If the strip can not be cooled to the designed temperature in the cooling section, inevitably the line speed is lowered or the cooling water supply of the cooling water tank is increased to adjust the cooling efficiency. In addition, since a large amount of high-temperature air must be used in the drying section, energy consumption becomes large. Therefore, there is a problem that the productivity is lowered and the cost of the cold rolling process is increased.

A strip cooling apparatus and a cooling method of a continuous annealing furnace capable of increasing strip cooling and drying efficiency are provided.

To this end, the cooling device of this embodiment,

At least one cooling water tank disposed in a cooling section downstream of the annealing furnace and through which the strip passes as the cooling water is received therein, and a heat exchanger for lowering the temperature of the cooling water by heat exchange with the cooling water accommodated in the cooling water tank.

The heat exchanger includes a cooling jacket provided inside the cooling water tank and in contact with the cooling water and having a flow path through which the cooling medium is conveyed, a refrigerant supply pipe connected to the inlet of the cooling jacket, a coolant supply pipe connected to the coolant supply pipe, For example.

The heat exchanger may be configured to supply air at a normal temperature to the refrigerant.

An air supply nozzle for supplying high temperature air to the air injection nozzle, an air blower connected to the air supply pipe, an air blower connected to the air supply pipe, And a heater installed at one side of the air supply pipe to heat the air supplied to the air injection nozzle.

The heat exchanger may be configured to supply refrigerant heat-exchanged with cooling water from the cooling jacket to the air supply pipe.

And a heating unit connected to the heat exchanger to heat the air supplied to the drying section.

The heating unit may include an air pipe connected to the outlet of the cooling jacket and extending to the drying zone and communicating with one side of the air supply pipe.

And an on-off valve installed on one side of the air pipe to open and close the air pipe.

The cooling method of this embodiment includes a cooling step of cooling the strips passed through an annealing furnace into cooling water, a drying step of removing cooling water by spraying hot air on the surfaces of the cooled strips, a cooling jacket And a heat exchange step of supplying the refrigerant to the cooling water to lower the temperature of the cooling water through heat exchange.
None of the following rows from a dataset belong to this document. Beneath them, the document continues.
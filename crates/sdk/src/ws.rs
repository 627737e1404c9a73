//! JSON-RPC over WebSocket transport.
//!
//! [`WsConnector`] dials `ws://` or `wss://` endpoints with `jsonrpsee` and
//! hands out [`WsNode`]s speaking the standard node RPC method set.

use std::{fmt, sync::Arc, time::Duration};

use async_trait::async_trait;
use cess_types::{AccountId, BlockHash, BlockNumber, Nonce, RuntimeVersion};
use futures::StreamExt;
use jsonrpsee::{
    core::{
        client::{ClientT, Error as ClientError, SubscriptionClientT},
        params::ArrayParams,
    },
    rpc_params,
    ws_client::{WsClient, WsClientBuilder},
};
use serde::de::DeserializeOwned;

use crate::{
    error::{Result, SdkError, TransportSnafu},
    rpc::{
        Block, Bytes, Connector, Header, Health, NodeRpc, SignedBlock, StorageChangeSet, StorageEntry,
        TxStatus, TxStatusStream,
    },
};

/// Opens WebSocket connections to chain nodes.
#[derive(Debug, Clone)]
pub struct WsConnector {
    request_timeout: Duration,
}

impl WsConnector {
    /// Connector whose nodes give up on a request after `request_timeout`.
    #[must_use]
    pub fn new(request_timeout: Duration) -> Self {
        Self { request_timeout }
    }
}

#[async_trait]
impl Connector for WsConnector {
    async fn connect(&self, endpoint: &str, timeout: Duration) -> Result<Arc<dyn NodeRpc>> {
        let client = WsClientBuilder::default()
            .connection_timeout(timeout)
            .request_timeout(self.request_timeout)
            .build(endpoint)
            .await
            .map_err(|e| TransportSnafu { method: "connect", message: e.to_string() }.build())?;
        tracing::debug!(endpoint, "websocket connected");
        Ok(Arc::new(WsNode { client, endpoint: endpoint.to_owned(), request_timeout: self.request_timeout }))
    }
}

/// One WebSocket connection to a node.
pub struct WsNode {
    client: WsClient,
    endpoint: String,
    request_timeout: Duration,
}

impl fmt::Debug for WsNode {
    fn fmt(&self, f: &mut fmt::Formatter<'_>) -> fmt::Result {
        f.debug_struct("WsNode")
            .field("endpoint", &self.endpoint)
            .field("connected", &self.client.is_connected())
            .finish_non_exhaustive()
    }
}

impl WsNode {
    async fn call<R: DeserializeOwned>(&self, method: &'static str, params: ArrayParams) -> Result<R> {
        self.client.request(method, params).await.map_err(|e| map_error(method, self.request_timeout, e))
    }
}

/// Maps a `jsonrpsee` client error onto the SDK taxonomy.
fn map_error(method: &str, request_timeout: Duration, err: ClientError) -> SdkError {
    match err {
        ClientError::Call(object) => {
            SdkError::Rpc { method: method.to_owned(), code: object.code(), message: object.message().to_owned() }
        },
        ClientError::RequestTimeout => SdkError::timeout(request_timeout),
        ClientError::ParseError(e) => SdkError::Encoding { message: format!("{method} response: {e}") },
        other => TransportSnafu { method, message: other.to_string() }.build(),
    }
}

#[async_trait]
impl NodeRpc for WsNode {
    fn endpoint(&self) -> &str {
        &self.endpoint
    }

    async fn health(&self) -> Result<Health> {
        self.call("system_health", rpc_params![]).await
    }

    async fn metadata(&self) -> Result<Vec<u8>> {
        let bytes: Bytes = self.call("state_getMetadata", rpc_params![]).await?;
        Ok(bytes.0)
    }

    async fn genesis_hash(&self) -> Result<BlockHash> {
        let hash: Option<BlockHash> = self.call("chain_getBlockHash", rpc_params![0u32]).await?;
        hash.ok_or_else(|| SdkError::Rpc {
            method: "chain_getBlockHash".to_owned(),
            code: 0,
            message: "node has no genesis block".to_owned(),
        })
    }

    async fn runtime_version(&self) -> Result<RuntimeVersion> {
        self.call("state_getRuntimeVersion", rpc_params![]).await
    }

    async fn storage(&self, key: &[u8], at: Option<BlockHash>) -> Result<Option<Vec<u8>>> {
        let value: Option<Bytes> =
            self.call("state_getStorage", rpc_params![cess_types::to_hex(key), at]).await?;
        Ok(value.map(|b| b.0))
    }

    async fn storage_keys_paged(
        &self,
        prefix: &[u8],
        count: u32,
        start_key: Option<&[u8]>,
        at: Option<BlockHash>,
    ) -> Result<Vec<Vec<u8>>> {
        let params = rpc_params![cess_types::to_hex(prefix), count, start_key.map(cess_types::to_hex), at];
        let keys: Vec<Bytes> = self.call("state_getKeysPaged", params).await?;
        Ok(keys.into_iter().map(|b| b.0).collect())
    }

    async fn query_storage_at(&self, keys: &[Vec<u8>], at: Option<BlockHash>) -> Result<Vec<StorageEntry>> {
        let hex_keys: Vec<String> = keys.iter().map(|k| cess_types::to_hex(k)).collect();
        let sets: Vec<StorageChangeSet> = self.call("state_queryStorageAt", rpc_params![hex_keys, at]).await?;
        Ok(sets
            .into_iter()
            .flat_map(|set| set.changes)
            .map(|(key, value)| (key.0, value.map(|v| v.0)))
            .collect())
    }

    async fn block_hash(&self, number: Option<BlockNumber>) -> Result<Option<BlockHash>> {
        self.call("chain_getBlockHash", rpc_params![number]).await
    }

    async fn header(&self, hash: Option<BlockHash>) -> Result<Option<Header>> {
        self.call("chain_getHeader", rpc_params![hash]).await
    }

    async fn block(&self, hash: Option<BlockHash>) -> Result<Option<Block>> {
        let signed: Option<SignedBlock> = self.call("chain_getBlock", rpc_params![hash]).await?;
        Ok(signed.map(|s| s.block))
    }

    async fn finalized_head(&self) -> Result<BlockHash> {
        self.call("chain_getFinalizedHead", rpc_params![]).await
    }

    async fn account_next_index(&self, account: &AccountId) -> Result<Nonce> {
        self.call("system_accountNextIndex", rpc_params![account.to_string()]).await
    }

    async fn submit_and_watch(&self, extrinsic: &[u8]) -> Result<TxStatusStream> {
        const METHOD: &str = "author_submitAndWatchExtrinsic";
        let subscription = self
            .client
            .subscribe::<TxStatus, _>(METHOD, rpc_params![cess_types::to_hex(extrinsic)], "author_unwatchExtrinsic")
            .await
            .map_err(|e| map_error(METHOD, self.request_timeout, e))?;
        Ok(subscription
            .map(|item| item.map_err(|e| SdkError::Encoding { message: format!("{METHOD} notification: {e}") }))
            .boxed())
    }
}

#[cfg(test)]
#[allow(clippy::unwrap_used, clippy::expect_used, clippy::panic)]
mod tests {
    use jsonrpsee::types::ErrorObject;

    use super::*;

    const TIMEOUT: Duration = Duration::from_secs(3);

    #[test]
    fn call_errors_keep_code_and_message() {
        let err = map_error(
            "author_submitAndWatchExtrinsic",
            TIMEOUT,
            ClientError::Call(ErrorObject::owned(1010, "Invalid Transaction", None::<()>)),
        );
        match err {
            SdkError::Rpc { method, code, message } => {
                assert_eq!(method, "author_submitAndWatchExtrinsic");
                assert_eq!(code, 1010);
                assert_eq!(message, "Invalid Transaction");
            },
            other => panic!("unexpected: {other}"),
        }
    }

    #[test]
    fn timeouts_and_transport_failures() {
        assert!(matches!(
            map_error("system_health", TIMEOUT, ClientError::RequestTimeout),
            SdkError::Timeout { duration_ms: 3000 }
        ));
        let err = map_error("system_health", TIMEOUT, ClientError::Custom("socket closed".to_owned()));
        assert!(err.is_connection_fault());
        assert!(err.is_retryable());
    }

    #[tokio::test]
    async fn unreachable_endpoint_is_a_transport_error() {
        let connector = WsConnector::new(TIMEOUT);
        let err = connector.connect("ws://127.0.0.1:1", Duration::from_millis(500)).await.unwrap_err();
        assert!(matches!(err, SdkError::Transport { .. }), "got {err}");
    }
}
In the heat exchange step, the refrigerant may be air at room temperature.

The drying step may include a heating step of supplying external air to the heater by heating, and a jetting step of jetting the heated high temperature air onto the surface of the strip to remove the cooling water.

In the drying step, the method may further include supplying the heated coolant through the cooling jacket to the heater.

As described above, according to this embodiment, the temperature of the cooling water can be lowered by using the air at room temperature, thereby improving the strip cooling efficiency.

Further, by using the high temperature air exchanged with the cooling water for strip drying, it is possible to reduce the energy used for raising the air for strip drying.

Thus, cooling failure of the strip can be prevented, the cost of the cold rolling process can be lowered, and the productivity can be increased.

1 is a schematic view showing a structure of a strip cooling apparatus for a continuous annealing furnace according to this embodiment.
2 is a schematic cross-sectional view of a strip cooling apparatus for a continuous annealing furnace according to the present embodiment.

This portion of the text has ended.